Summa-summarum gehe ich soweit zu behaupten, dass die vorreflexive Affizierung evolututionsbezogen alternativlos ist. Die reflexive Auseinandersetzung als Handlungsvoraussetzung ist in einem zivilisierten, kulturgeschwängerten Kontext in der Regel gleichermaßen alternativlos - auch wenn manche meinen, im Krieg und in der Liebe sei alles erlaubt (wie sehr man dabei auf des Messers Schneide wandeln kann, wird in Kapitel 1 und in den Kapiteln 20-21 eindrucksvoll sichtbar.

Kommen wir noch kurz auf das Phänomen der kritischen Masse zu sprechen. Als vorreflexive Affizierung kommt sie gewiss häufiger vor, als dass sie auch handlungsmächtig würde; genau in diesem Sinne ist Sloterdijks oben geschilderter Reflex einzuordnen. Solche Phänomene bleiben in der Regel folgenlos – wie ein fernes Wetterleuchten. Dass sie eine Handlungsmacht hervorbringen – und zwar wechselseitig –, die nicht nur im Begehren und im Begehrensbegehren endet, sondern über ein langes Leben den Wunsch nach einer wechselseitigen Komplettberücksichtigung im Modus der Höchstrelevanz zur Folge hat, das ist eher singulären Charakters. Erst wenn dies wirklich gelingt – mit allen Höhen und mit allen Tiefen –, winkt jene Perspektive, an die ich im vierten Brief an Claudia mit Karl Jaspers erinnert habe (siehe: Die Mohnfrau, S. 120):

„Dann geht der Weg durch die Lebensalter. Die vitale Schönheit der Jugend schwindet dahin. Aber nun, in der lebenswährenden Erscheinung existentiell geprägt, liegt in der Schönheit des Alters mehr als nur die erinnerte Jugend. Es gilt Kierkegaards Satz: Die Frau wird mit den Jahren schöner.
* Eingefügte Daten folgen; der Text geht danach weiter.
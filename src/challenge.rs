//! Challenge store — short-lived nonces bound to a ceremony kind, an
//! optional user, and an expiry. A thin, single-use-by-construction layer
//! over the persistence layer's challenge table.

use crate::db::{Challenge, ChallengeKind, Db};
use rand::RngCore;

pub struct ChallengeStore<'a> {
    db: &'a Db,
    ttl: chrono::Duration,
}

impl<'a> ChallengeStore<'a> {
    pub fn new(db: &'a Db, ttl: chrono::Duration) -> Self {
        ChallengeStore { db, ttl }
    }

    /// Generate a 32-byte random nonce and persist a new challenge row.
    /// Returns the challenge (its `id` is what callers hand back to
    /// clients as `challengeId`).
    pub fn begin(&self, user_id: Option<&str>, kind: ChallengeKind) -> Result<Challenge, rusqlite::Error> {
        let id = uuid::Uuid::new_v4().to_string();
        let mut nonce = [0u8; 32];
        rand::thread_rng().fill_bytes(&mut nonce);
        self.db.insert_challenge(&id, user_id, &nonce, kind, self.ttl)
    }

    /// Atomically consume a challenge by id. Returns `None` in all three
    /// "not found" cases (absent, expired, already consumed) — the lookup
    /// is deliberately indistinguishable to prevent oracles (§4.3).
    pub fn take(&self, id: &str) -> Result<Option<Challenge>, rusqlite::Error> {
        self.db.take_challenge(id)
    }

    pub fn purge_expired(&self) -> Result<usize, rusqlite::Error> {
        self.db.purge_expired_challenges()
    }
}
Aber es sieht nur der Liebende.“

Es tut mir leid, dass der Freund aus Kapitel 20 sich diese Erfahrung vorenthalten muss. Im Vergleich muss es sich wohl schal und fade anfühlen, wenn die letzte Phase der Leidenschaft, das Fürsorgliche Finale auf einmal in der Luft hängt, weil man sich des Fundaments beraubt und sich der Phasen  der Verzauberung – der dyadischen Verliebtheit – der klärenden Einschlüsse und Ausschlüsse – und der Intimen Dialoge nicht mehr erinnern mag. Die UrParabeln bleiben geborgen im gemeinsamen Weg, und alle Eskapaden verblassen im Zwielicht der Erinnerung.